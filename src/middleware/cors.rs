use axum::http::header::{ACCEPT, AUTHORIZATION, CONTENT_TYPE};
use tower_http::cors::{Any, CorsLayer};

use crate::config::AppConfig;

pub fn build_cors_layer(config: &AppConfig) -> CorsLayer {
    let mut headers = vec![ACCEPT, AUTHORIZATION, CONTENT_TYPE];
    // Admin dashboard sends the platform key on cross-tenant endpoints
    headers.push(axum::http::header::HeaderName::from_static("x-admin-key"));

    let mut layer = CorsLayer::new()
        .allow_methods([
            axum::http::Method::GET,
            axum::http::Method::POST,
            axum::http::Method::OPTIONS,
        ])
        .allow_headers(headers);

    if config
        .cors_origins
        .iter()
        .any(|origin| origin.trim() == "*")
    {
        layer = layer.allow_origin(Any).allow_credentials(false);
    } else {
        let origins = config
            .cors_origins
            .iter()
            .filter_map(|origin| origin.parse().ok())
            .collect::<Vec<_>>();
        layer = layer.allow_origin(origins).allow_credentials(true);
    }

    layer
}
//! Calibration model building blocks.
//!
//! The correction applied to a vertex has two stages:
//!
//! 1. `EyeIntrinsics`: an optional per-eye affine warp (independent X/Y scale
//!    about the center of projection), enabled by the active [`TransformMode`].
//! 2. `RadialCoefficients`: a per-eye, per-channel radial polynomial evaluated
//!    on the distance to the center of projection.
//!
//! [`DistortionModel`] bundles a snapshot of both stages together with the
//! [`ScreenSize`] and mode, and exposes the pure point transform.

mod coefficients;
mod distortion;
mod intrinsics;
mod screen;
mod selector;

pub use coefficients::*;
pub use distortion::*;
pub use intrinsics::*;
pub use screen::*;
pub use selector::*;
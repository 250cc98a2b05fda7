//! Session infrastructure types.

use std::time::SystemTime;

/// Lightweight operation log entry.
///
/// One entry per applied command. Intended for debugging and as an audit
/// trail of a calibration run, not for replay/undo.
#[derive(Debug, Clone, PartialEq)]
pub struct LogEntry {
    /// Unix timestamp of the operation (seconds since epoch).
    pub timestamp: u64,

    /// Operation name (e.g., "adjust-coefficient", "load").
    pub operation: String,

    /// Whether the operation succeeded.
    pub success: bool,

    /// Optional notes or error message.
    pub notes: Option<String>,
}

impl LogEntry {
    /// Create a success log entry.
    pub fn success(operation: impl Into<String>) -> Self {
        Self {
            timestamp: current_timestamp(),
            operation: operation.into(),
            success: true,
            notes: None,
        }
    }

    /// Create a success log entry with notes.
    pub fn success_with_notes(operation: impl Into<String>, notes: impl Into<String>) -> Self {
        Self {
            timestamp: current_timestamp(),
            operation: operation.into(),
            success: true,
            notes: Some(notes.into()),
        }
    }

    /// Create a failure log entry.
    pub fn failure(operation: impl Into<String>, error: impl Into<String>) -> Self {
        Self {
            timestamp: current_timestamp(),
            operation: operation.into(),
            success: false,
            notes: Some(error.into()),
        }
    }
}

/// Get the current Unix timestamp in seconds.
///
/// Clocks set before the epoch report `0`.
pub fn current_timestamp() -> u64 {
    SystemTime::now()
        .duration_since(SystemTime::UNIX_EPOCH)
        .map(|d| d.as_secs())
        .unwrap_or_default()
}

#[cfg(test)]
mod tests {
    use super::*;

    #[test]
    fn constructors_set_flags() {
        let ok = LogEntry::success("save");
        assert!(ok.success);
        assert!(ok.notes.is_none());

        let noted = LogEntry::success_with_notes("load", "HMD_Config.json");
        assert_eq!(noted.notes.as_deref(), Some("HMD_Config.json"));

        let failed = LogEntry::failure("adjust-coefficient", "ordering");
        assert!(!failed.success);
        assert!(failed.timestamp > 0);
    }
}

* **Activity**
Print all entries again, exactly.

* **Task response**
filename src/middleware/cors.rs
use axum::http::header::{ACCEPT, AUTHORIZATION, CONTENT_TYPE};
use tower_http::cors::{Any, CorsLayer};

use crate::config::AppConfig;

pub fn build_cors_layer(config: &AppConfig) -> CorsLayer {
    let mut headers = vec![ACCEPT, AUTHORIZATION, CONTENT_TYPE];
    // Admin dashboard sends the platform key on cross-tenant endpoints
    headers.push(axum::http::header::HeaderName::from_static("x-admin-key"));

    let mut layer = CorsLayer::new()
        .allow_methods([
            axum::http::Method::GET,
            axum::http::Method::POST,
            axum::http::Method::OPTIONS,
        ])
        .allow_headers(headers);

    if config
        .cors_origins
        .iter()
        .any(|origin| origin.trim() == "*")
    {
        layer = layer.allow_origin(Any).allow_credentials(false);
    } else {
        let origins = config
            .cors_origins
            .iter()
            .filter_map(|origin| origin.parse().ok())
            .collect::<Vec<_>>();
        layer = layer.allow_origin(origins).allow_credentials(true);
    }

    layer
}
//! Calibration model building blocks.
//!
//! The correction applied to a vertex has two stages:
//!
//! 1. `EyeIntrinsics`: an optional per-eye affine warp (independent X/Y scale
//!    about the center of projection), enabled by the active [`TransformMode`].
//! 2. `RadialCoefficients`: a per-eye, per-channel radial polynomial evaluated
//!    on the distance to the center of projection.
//!
//! [`DistortionModel`] bundles a snapshot of both stages together with the
//! [`ScreenSize`] and mode, and exposes the pure point transform.

mod coefficients;
mod distortion;
mod intrinsics;
mod screen;
mod selector;

pub use coefficients::*;
pub use distortion::*;
pub use intrinsics::*;
pub use screen::*;
pub use selector::*;
repository 250cc98a2b05fda7
//! Session infrastructure types.

use std::time::SystemTime;

/// Lightweight operation log entry.
///
/// One entry per applied command. Intended for debugging and as an audit
/// trail of a calibration run, not for replay/undo.
#[derive(Debug, Clone, PartialEq)]
pub struct LogEntry {
    /// Unix timestamp of the operation (seconds since epoch).
    pub timestamp: u64,

    /// Operation name (e.g., "adjust-coefficient", "load").
    pub operation: String,

    /// Whether the operation succeeded.
    pub success: bool,

    /// Optional notes or error message.
    pub notes: Option<String>,
}

impl LogEntry {
    /// Create a success log entry.
    pub fn success(operation: impl Into<String>) -> Self {
        Self {
            timestamp: current_timestamp(),
            operation: operation.into(),
            success: true,
            notes: None,
        }
    }

    /// Create a success log entry with notes.
    pub fn success_with_notes(operation: impl Into<String>, notes: impl Into<String>) -> Self {
        Self {
            timestamp: current_timestamp(),
            operation: operation.into(),
            success: true,
            notes: Some(notes.into()),
        }
    }

    /// Create a failure log entry.
    pub fn failure(operation: impl Into<String>, error: impl Into<String>) -> Self {
        Self {
            timestamp: current_timestamp(),
            operation: operation.into(),
            success: false,
            notes: Some(error.into()),
        }
    }
}

/// Get the current Unix timestamp in seconds.
///
/// Clocks set before the epoch report `0`.
pub fn current_timestamp() -> u64 {
    SystemTime::now()
        .duration_since(SystemTime::UNIX_EPOCH)
        .map(|d| d.as_secs())
        .unwrap_or_default()
}

#[cfg(test)]
mod tests {
    use super::*;

    #[test]
    fn constructors_set_flags() {
        let ok = LogEntry::success("save");
        assert!(ok.success);
        assert!(ok.notes.is_none());

        let noted = LogEntry::success_with_notes("load", "HMD_Config.json");
        assert_eq!(noted.notes.as_deref(), Some("HMD_Config.json"));

        let failed = LogEntry::failure("adjust-coefficient", "ordering");
        assert!(!failed.success);
        assert!(failed.timestamp > 0);
    }
}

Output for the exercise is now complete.